• Dave Fuller MBA, Author

Business owners should take time to celebrate

Updated: May 7, 2018

Someone asked me yesterday if I missed the mayhem of owning my business at Christmas time. The truth is that I do. While I don't miss taking inventory, all the extra hours, the squeeze of finding enough time for family and customers, figuring out if there should be a Christmas bonus or another program, organizing staff Christmas parties, and figuring out what to write on a card, there are things that I do miss.


I miss the celebration, the binding together as a staff to get everything done before the holidays, the rush of customers, the extra time spent catching up with customers and sharing good wishes for the coming year, the feeling of satisfaction that a lot got accomplished today, this week, this year. I also miss spending time with my staff and their families at a Christmas party and hearing the sincere "thank yous" for a bonus that will make a difference for a staff member's family.



In business, we don't celebrate enough anymore! We are too busy. We are exhausted after the Christmas rush, the end of the year, preparing for the holidays.


Celebration is different than just a Christmas party or a staff event. Celebration means that we put aside time to remember what we have accomplished.


This is hard to do in society today, never mind business. And just how do we make time? Perhaps we take a day or two off of work or away from the business. Time when we sit quietly really contemplating what we have done during the year. Maybe, we already know what we have accomplished and we spend time being thankful with our employees, or partners, relaxing in the memories of those accomplishments.


The problem is that we never take time to truly celebrate. Sure, we will have a staff Christmas party, but as owners it's often just another event that we "have to get through," an obligation like taking inventory. We rarely take time to shut things off and contemplate. Our phones are constantly with us reminding us that our employees have a problem, that a customer has complained, that our family needs us right now.

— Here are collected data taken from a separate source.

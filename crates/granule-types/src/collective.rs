// ─────────────────────────────────────────────────────────────────────
// Granule AMR Core — Collective Operations
// © 1998–2026 Miroslav Šotek. All rights reserved.
// Contact: www.anulum.li | protoscience@anulum.li
// ORCID: https://orcid.org/0009-0009-3560-0851
// License: GNU AGPL v3 | Commercial licensing available
// ─────────────────────────────────────────────────────────────────────
//! Rank-collective reduction and broadcast seams.
//!
//! The refinement and profile pipelines are written against this trait
//! so they stay rank-agnostic. [`LocalCollective`] is the serial
//! reference implementation; wiring the same trait to rsmpi is a 1:1
//! swap of `reduce`/`broadcast` bodies for `MPI_Reduce`/`MPI_Bcast`.

use crate::error::{GranuleError, GranuleResult};

/// Collective operations over the set of participating ranks.
///
/// All methods are collective calls: every rank must enter them in the
/// same order with buffers of the same length, as with MPI. Reductions
/// deliver the combined result at the root rank only; non-root buffers
/// are left in an unspecified partial state and must be refreshed via
/// the matching broadcast.
pub trait Collective {
    fn rank(&self) -> usize;
    fn n_ranks(&self) -> usize;

    fn is_root(&self) -> bool {
        self.rank() == 0
    }

    /// Element-wise sum into the root rank's buffer.
    fn reduce_sum_f64(&self, buf: &mut [f64]) -> GranuleResult<()>;

    /// Element-wise sum into the root rank's buffer.
    fn reduce_sum_i64(&self, buf: &mut [i64]) -> GranuleResult<()>;

    /// Replicate the root rank's buffer to every rank.
    fn broadcast_f64(&self, buf: &mut [f64]) -> GranuleResult<()>;

    /// Replicate the root rank's buffer to every rank.
    fn broadcast_i64(&self, buf: &mut [i64]) -> GranuleResult<()>;

    /// Logical OR across all ranks, result delivered to every rank.
    fn allreduce_or(&self, value: bool) -> GranuleResult<bool>;
}

/// Single-rank reference implementation.
///
/// Reductions and broadcasts are identities on one rank, so the only
/// work left is the same buffer validation the MPI build would perform
/// before posting the collective.
#[derive(Debug, Clone, Copy, Default)]
pub struct LocalCollective;

impl LocalCollective {
    fn check_nonempty(&self, len: usize, op: &str) -> GranuleResult<()> {
        if len == 0 {
            return Err(GranuleError::Collective(format!(
                "{op} called with an empty buffer"
            )));
        }
        Ok(())
    }
}

impl Collective for LocalCollective {
    fn rank(&self) -> usize {
        0
    }

    fn n_ranks(&self) -> usize {
        1
    }

    fn reduce_sum_f64(&self, buf: &mut [f64]) -> GranuleResult<()> {
        self.check_nonempty(buf.len(), "reduce_sum_f64")
    }

    fn reduce_sum_i64(&self, buf: &mut [i64]) -> GranuleResult<()> {
        self.check_nonempty(buf.len(), "reduce_sum_i64")
    }

    fn broadcast_f64(&self, buf: &mut [f64]) -> GranuleResult<()> {
        self.check_nonempty(buf.len(), "broadcast_f64")
    }

    fn broadcast_i64(&self, buf: &mut [i64]) -> GranuleResult<()> {
        self.check_nonempty(buf.len(), "broadcast_i64")
    }

    fn allreduce_or(&self, value: bool) -> GranuleResult<bool> {
        Ok(value)
    }
}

It's not the phones that are a problem it's us as business people. Let's face it - we have an addiction to that device and it keeps us on a leash to our business. We worry that if we don't have our phones, something will go wrong. "How will they contact us?" "What will happen if my customers can't reach me 24-7?" "What will I be missing if my phone is off?" "I won't know what is going on!"


Research show that when we get a text, an email, a message on our phones, that something happens in our brains and chemicals get released by our body.


We get excited. This is similar to what happens when an alcoholic gets a drink. Over time, we don't think we can live without that excitement and we can't put the phones down. We have them on from early morning to late at night waiting for that next exciting message. What will it be about? Our brain rewards us when we hear that message come in.


The result is that when we have something that we really should be celebrating - that big sale, those fabulous customers or an employee achievement, we feel the same as we do when we got another text. We are gradually conditioned to feel that it's not enough. The truth is that we feel a little blas because it's not meaningful to us anymore. But what is meaningful?


In business, as in life we need to celebrate the little things in life. The beautiful sunrise or sunset, the smile on our children or grandchildren's faces, the tender touch and those wins, big and small. We need to remember that in order to feel like celebrating it's essential that we take time to contemplate what is important and to relegate that unimportant text message on our phone to somewhere near the bottom of the pile.


Perhaps this is the Christmas that you will have the guts to turn off the phone for a few days. Ok, start with one day and contemplate what you need to celebrate. Once you realize that the world doesn't need you to reply to every message right away you might make a new year's resolution to go device free one day a week. It's a novel idea but it might change your life.


Dave Fuller, MBA, business coach and strategist is the author of the book Profit Yourself Healthy.